• [Working data]:
····················
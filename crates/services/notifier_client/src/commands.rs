// --- File: crates/services/notifier_client/src/commands.rs ---
//! Line-oriented input for the terminal host.
//!
//! Each line typed on stdin maps to one [`Input`]. Besides the UI commands the host
//! understands `push`, which simulates a foreground push message.

use notifier_common::models::{PushNotification, PushPayload};
use notifier_ui::Command;
use thiserror::Error;

#[derive(Debug, Clone, PartialEq, Eq)]
pub enum Input {
    Command(Command),
    Push(PushPayload),
    Help,
    Quit,
}

#[derive(Debug, Error, PartialEq, Eq)]
pub enum ParseError {
    #[error("Unknown command: {0} (type `help`)")]
    Unknown(String),

    #[error("`{0}` needs an argument")]
    MissingArgument(&'static str),

    #[error("Expected <subject>=<teacher>, got: {0}")]
    InvalidTeacher(String),

    #[error("Invalid push payload: {0}")]
    InvalidPayload(String),
}

pub const HELP: &str = "\
commands:
  lang                      toggle Hebrew / English
  dismiss                   hide the notification banner
  refresh | retry           reload the current screen
  class <id>                pick a class (onboarding)
  next | back               move between onboarding steps
  teacher <subject>=<name>  pick a teacher, leave the name empty to clear
  finish                    complete onboarding
  filter                    switch between my changes and all changes
  settings | edit           open settings / edit teachers
  save | cancel             save or close the open panel
  test                      send a test notification
  change-class              forget the registration and start over
  push <title> | <body>     simulate a push message (or push {json})
  quit";

/// Parses one input line. Blank lines yield `Ok(None)`.
pub fn parse_line(line: &str) -> Result<Option<Input>, ParseError> {
    let line = line.trim();
    if line.is_empty() {
        return Ok(None);
    }

    let (word, rest) = match line.split_once(char::is_whitespace) {
        Some((word, rest)) => (word, rest.trim()),
        None => (line, ""),
    };

    let command = match word.to_ascii_lowercase().as_str() {
        "help" | "?" => return Ok(Some(Input::Help)),
        "quit" | "exit" => return Ok(Some(Input::Quit)),
        "push" => return parse_push(rest).map(|payload| Some(Input::Push(payload))),
        "lang" => Command::ToggleLanguage,
        "dismiss" => Command::DismissBanner,
        "refresh" => Command::Refresh,
        "retry" => Command::Retry,
        "class" => {
            if rest.is_empty() {
                return Err(ParseError::MissingArgument("class"));
            }
            Command::SelectClass(rest.to_string())
        }
        "next" => Command::Next,
        "back" => Command::Back,
        "finish" => Command::Finish,
        "teacher" => parse_teacher(rest)?,
        "filter" => Command::ToggleFilter,
        "settings" => Command::OpenSettings,
        "edit" => Command::EditTeachers,
        "save" => Command::Save,
        "cancel" => Command::Cancel,
        "change-class" => Command::ChangeClass,
        "test" => Command::TestNotification,
        _ => return Err(ParseError::Unknown(word.to_string())),
    };

    Ok(Some(Input::Command(command)))
}

fn parse_teacher(rest: &str) -> Result<Command, ParseError> {
    if rest.is_empty() {
        return Err(ParseError::MissingArgument("teacher"));
    }

    let (subject, teacher) = match rest.split_once('=') {
        Some((subject, teacher)) => (subject.trim(), teacher.trim()),
        None => (rest, ""),
    };
    if subject.is_empty() {
        return Err(ParseError::InvalidTeacher(rest.to_string()));
    }

    Ok(Command::SelectTeacher {
        subject: subject.to_string(),
        teacher: (!teacher.is_empty()).then(|| teacher.to_string()),
    })
}

fn parse_push(rest: &str) -> Result<PushPayload, ParseError> {
    if rest.starts_with('{') {
        return serde_json::from_str(rest).map_err(|e| ParseError::InvalidPayload(e.to_string()));
    }

    let (title, body) = match rest.split_once('|') {
        Some((title, body)) => (title.trim(), body.trim()),
        None => (rest, ""),
    };

    Ok(PushPayload {
        notification: Some(PushNotification {
            title: title.to_string(),
            body: body.to_string(),
        }),
        ..Default::default()
    })
}

#[cfg(test)]
mod tests {
    use super::*;

    fn command(line: &str) -> Command {
        match parse_line(line) {
            Ok(Some(Input::Command(command))) => command,
            other => panic!("expected a command for {line:?}, got {other:?}"),
        }
    }

    #[test]
    fn test_blank_lines_are_ignored() {
        assert_eq!(parse_line("   "), Ok(None));
    }

    #[test]
    fn test_words_are_case_insensitive() {
        assert_eq!(command("LANG"), Command::ToggleLanguage);
        assert_eq!(command(" Change-Class "), Command::ChangeClass);
        assert_eq!(parse_line("exit"), Ok(Some(Input::Quit)));
    }

    #[test]
    fn test_class_keeps_the_identifier_verbatim() {
        assert_eq!(command("class 10/2"), Command::SelectClass("10/2".into()));
        assert_eq!(parse_line("class"), Err(ParseError::MissingArgument("class")));
    }

    #[test]
    fn test_teacher_with_and_without_a_name() {
        assert_eq!(
            command("teacher Math = Cohen"),
            Command::SelectTeacher { subject: "Math".into(), teacher: Some("Cohen".into()) }
        );
        assert_eq!(
            command("teacher Math="),
            Command::SelectTeacher { subject: "Math".into(), teacher: None }
        );
        assert_eq!(
            command("teacher History"),
            Command::SelectTeacher { subject: "History".into(), teacher: None }
        );
        assert_eq!(parse_line("teacher =Cohen"), Err(ParseError::InvalidTeacher("=Cohen".into())));
    }

    #[test]
    fn test_push_with_title_and_body() {
        let Ok(Some(Input::Push(payload))) = parse_line("push Room Change | Math moved to 204") else {
            panic!("expected a push");
        };
        let notification = payload.notification.expect("notification");
        assert_eq!(notification.title, "Room Change");
        assert_eq!(notification.body, "Math moved to 204");
    }

    #[test]
    fn test_push_accepts_raw_json() {
        let Ok(Some(Input::Push(payload))) = parse_line(r#"push {"data": {"kind": "cancel"}}"#) else {
            panic!("expected a push");
        };
        assert!(payload.notification.is_none());
        assert_eq!(payload.data.get("kind").map(String::as_str), Some("cancel"));

        assert!(matches!(parse_line("push {oops"), Err(ParseError::InvalidPayload(_))));
    }

    #[test]
    fn test_unknown_words_are_reported() {
        assert_eq!(parse_line("dance now"), Err(ParseError::Unknown("dance".into())));
    }
}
····················
• [Work to complete]: Copy out all the lines of the records that include "save".

• [Expected answer]:
  save | cancel             save or close the open panel
        "save" => Command::Save,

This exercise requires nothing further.